__The data__
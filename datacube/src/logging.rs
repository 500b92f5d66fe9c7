//! Logging setup.
//!
//! - Writes to `{log_dir}/{log_file}` (cleared on start)
//! - Mirrors to the console; stderr for workers, whose stdout carries the
//!   result document
//! - `RUST_LOG` overrides the default level

use std::fs;
use std::io;
use std::path::Path;

use tracing_appender::non_blocking::WorkerGuard;
use tracing_subscriber::fmt::format::FmtSpan;
use tracing_subscriber::fmt::writer::BoxMakeWriter;
use tracing_subscriber::layer::SubscriberExt;
use tracing_subscriber::util::SubscriberInitExt;
use tracing_subscriber::EnvFilter;

/// Default directory for the log file.
pub const DEFAULT_LOG_DIR: &str = "logs";

/// Default log file name.
pub const DEFAULT_LOG_FILE: &str = "datacube.log";

/// Default level when `RUST_LOG` is unset.
pub const DEFAULT_LOG_LEVEL: &str = "info";

/// Where console output goes.
#[derive(Debug, Clone, Copy, PartialEq, Eq)]
pub enum Console {
    Stdout,
    Stderr,
}

/// Guard that must be kept alive for the duration of logging.
///
/// Dropping it flushes and closes the log file writer.
pub struct LoggingGuard {
    _file_guard: WorkerGuard,
}

/// Initializes the global subscriber with a file layer and a console layer.
///
/// # Errors
///
/// Returns an error if the log directory or file cannot be created, or if a
/// global subscriber is already installed.
pub fn init_logging(
    log_dir: &Path,
    log_file: &str,
    default_level: &str,
    console: Console,
) -> Result<LoggingGuard, io::Error> {
    fs::create_dir_all(log_dir)?;
    fs::write(log_dir.join(log_file), "")?;

    let file_appender = tracing_appender::rolling::never(log_dir, log_file);
    let (non_blocking_file, file_guard) = tracing_appender::non_blocking(file_appender);

    let file_layer = tracing_subscriber::fmt::layer()
        .with_writer(non_blocking_file)
        .with_ansi(false)
        .with_span_events(FmtSpan::CLOSE);

    let console_writer = match console {
        Console::Stdout => BoxMakeWriter::new(io::stdout),
        Console::Stderr => BoxMakeWriter::new(io::stderr),
    };
    let console_layer = tracing_subscriber::fmt::layer()
        .with_writer(console_writer)
        .with_ansi(console == Console::Stdout)
        .compact();

    let env_filter =
        EnvFilter::try_from_default_env().unwrap_or_else(|_| EnvFilter::new(default_level));

    tracing_subscriber::registry()
        .with(env_filter)
        .with(file_layer)
        .with(console_layer)
        .try_init()
        .map_err(|e| io::Error::new(io::ErrorKind::AlreadyExists, e.to_string()))?;

    Ok(LoggingGuard {
        _file_guard: file_guard,
    })
}

/// Initializes console-only logging.
///
/// Used by short-lived worker processes, many of which may run at once and
/// must not share (or truncate) one log file.
pub fn init_console_logging(default_level: &str, console: Console) -> Result<(), io::Error> {
    let writer = match console {
        Console::Stdout => BoxMakeWriter::new(io::stdout),
        Console::Stderr => BoxMakeWriter::new(io::stderr),
    };
    let env_filter =
        EnvFilter::try_from_default_env().unwrap_or_else(|_| EnvFilter::new(default_level));

    tracing_subscriber::registry()
        .with(env_filter)
        .with(
            tracing_subscriber::fmt::layer()
                .with_writer(writer)
                .with_ansi(false)
                .compact(),
        )
        .try_init()
        .map_err(|e| io::Error::new(io::ErrorKind::AlreadyExists, e.to_string()))
}

/// `debug` when verbose output was requested, otherwise `level`.
pub fn level_for(debug: bool, level: &str) -> &str {
    if debug {
        "debug"
    } else {
        level
    }
}

#[cfg(test)]
mod tests {
    use super::*;

    #[test]
    fn test_level_for() {
        assert_eq!(level_for(true, "warn"), "debug");
        assert_eq!(level_for(false, "warn"), "warn");
    }

    #[test]
    fn test_init_creates_and_clears_file() {
        let dir = tempfile::TempDir::new().unwrap();
        let log_dir = dir.path().join("logs");
        std::fs::create_dir_all(&log_dir).unwrap();
        std::fs::write(log_dir.join(DEFAULT_LOG_FILE), "old log data").unwrap();

        // A second global subscriber in the same test binary is refused, but
        // the file is prepared before that check.
        let _guard = init_logging(&log_dir, DEFAULT_LOG_FILE, "info", Console::Stderr);

        let content = std::fs::read_to_string(log_dir.join(DEFAULT_LOG_FILE)).unwrap();
        assert!(!content.contains("old log data"));
    }
}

__Exercise goal__
Write out all the data exactly.

__Result of this task__
filename datacube/src/logging.rs
repository 500b92f5d66fe9c7
//! Logging setup.
//!
//! - Writes to `{log_dir}/{log_file}` (cleared on start)
//! - Mirrors to the console; stderr for workers, whose stdout carries the
//!   result document
//! - `RUST_LOG` overrides the default level

use std::fs;
use std::io;
use std::path::Path;

use tracing_appender::non_blocking::WorkerGuard;
use tracing_subscriber::fmt::format::FmtSpan;
use tracing_subscriber::fmt::writer::BoxMakeWriter;
use tracing_subscriber::layer::SubscriberExt;
use tracing_subscriber::util::SubscriberInitExt;
use tracing_subscriber::EnvFilter;

/// Default directory for the log file.
pub const DEFAULT_LOG_DIR: &str = "logs";

/// Default log file name.
pub const DEFAULT_LOG_FILE: &str = "datacube.log";

/// Default level when `RUST_LOG` is unset.
pub const DEFAULT_LOG_LEVEL: &str = "info";

/// Where console output goes.
#[derive(Debug, Clone, Copy, PartialEq, Eq)]
pub enum Console {
    Stdout,
    Stderr,
}

/// Guard that must be kept alive for the duration of logging.
///
/// Dropping it flushes and closes the log file writer.
pub struct LoggingGuard {
    _file_guard: WorkerGuard,
}

/// Initializes the global subscriber with a file layer and a console layer.
///
/// # Errors
///
/// Returns an error if the log directory or file cannot be created, or if a
/// global subscriber is already installed.
pub fn init_logging(
    log_dir: &Path,
    log_file: &str,
    default_level: &str,
    console: Console,
) -> Result<LoggingGuard, io::Error> {
    fs::create_dir_all(log_dir)?;
    fs::write(log_dir.join(log_file), "")?;

    let file_appender = tracing_appender::rolling::never(log_dir, log_file);
    let (non_blocking_file, file_guard) = tracing_appender::non_blocking(file_appender);

    let file_layer = tracing_subscriber::fmt::layer()
        .with_writer(non_blocking_file)
        .with_ansi(false)
        .with_span_events(FmtSpan::CLOSE);

    let console_writer = match console {
        Console::Stdout => BoxMakeWriter::new(io::stdout),
        Console::Stderr => BoxMakeWriter::new(io::stderr),
    };
    let console_layer = tracing_subscriber::fmt::layer()
        .with_writer(console_writer)
        .with_ansi(console == Console::Stdout)
        .compact();

    let env_filter =
        EnvFilter::try_from_default_env().unwrap_or_else(|_| EnvFilter::new(default_level));

    tracing_subscriber::registry()
        .with(env_filter)
        .with(file_layer)
        .with(console_layer)
        .try_init()
        .map_err(|e| io::Error::new(io::ErrorKind::AlreadyExists, e.to_string()))?;

    Ok(LoggingGuard {
        _file_guard: file_guard,
    })
}

/// Initializes console-only logging.
///
/// Used by short-lived worker processes, many of which may run at once and
/// must not share (or truncate) one log file.
pub fn init_console_logging(default_level: &str, console: Console) -> Result<(), io::Error> {
    let writer = match console {
        Console::Stdout => BoxMakeWriter::new(io::stdout),
        Console::Stderr => BoxMakeWriter::new(io::stderr),
    };
    let env_filter =
        EnvFilter::try_from_default_env().unwrap_or_else(|_| EnvFilter::new(default_level));

    tracing_subscriber::registry()
        .with(env_filter)
        .with(
            tracing_subscriber::fmt::layer()
                .with_writer(writer)
                .with_ansi(false)
                .compact(),
        )
        .try_init()
        .map_err(|e| io::Error::new(io::ErrorKind::AlreadyExists, e.to_string()))
}

/// `debug` when verbose output was requested, otherwise `level`.
pub fn level_for(debug: bool, level: &str) -> &str {
    if debug {
        "debug"
    } else {
        level
    }
}

#[cfg(test)]
mod tests {
    use super::*;

    #[test]
    fn test_level_for() {
        assert_eq!(level_for(true, "warn"), "debug");
        assert_eq!(level_for(false, "warn"), "warn");
    }

    #[test]
    fn test_init_creates_and_clears_file() {
        let dir = tempfile::TempDir::new().unwrap();
        let log_dir = dir.path().join("logs");
        std::fs::create_dir_all(&log_dir).unwrap();
        std::fs::write(log_dir.join(DEFAULT_LOG_FILE), "old log data").unwrap();

        // A second global subscriber in the same test binary is refused, but
        // the file is prepared before that check.
        let _guard = init_logging(&log_dir, DEFAULT_LOG_FILE, "info", Console::Stderr);

        let content = std::fs::read_to_string(log_dir.join(DEFAULT_LOG_FILE)).unwrap();
        assert!(!content.contains("old log data"));
    }
}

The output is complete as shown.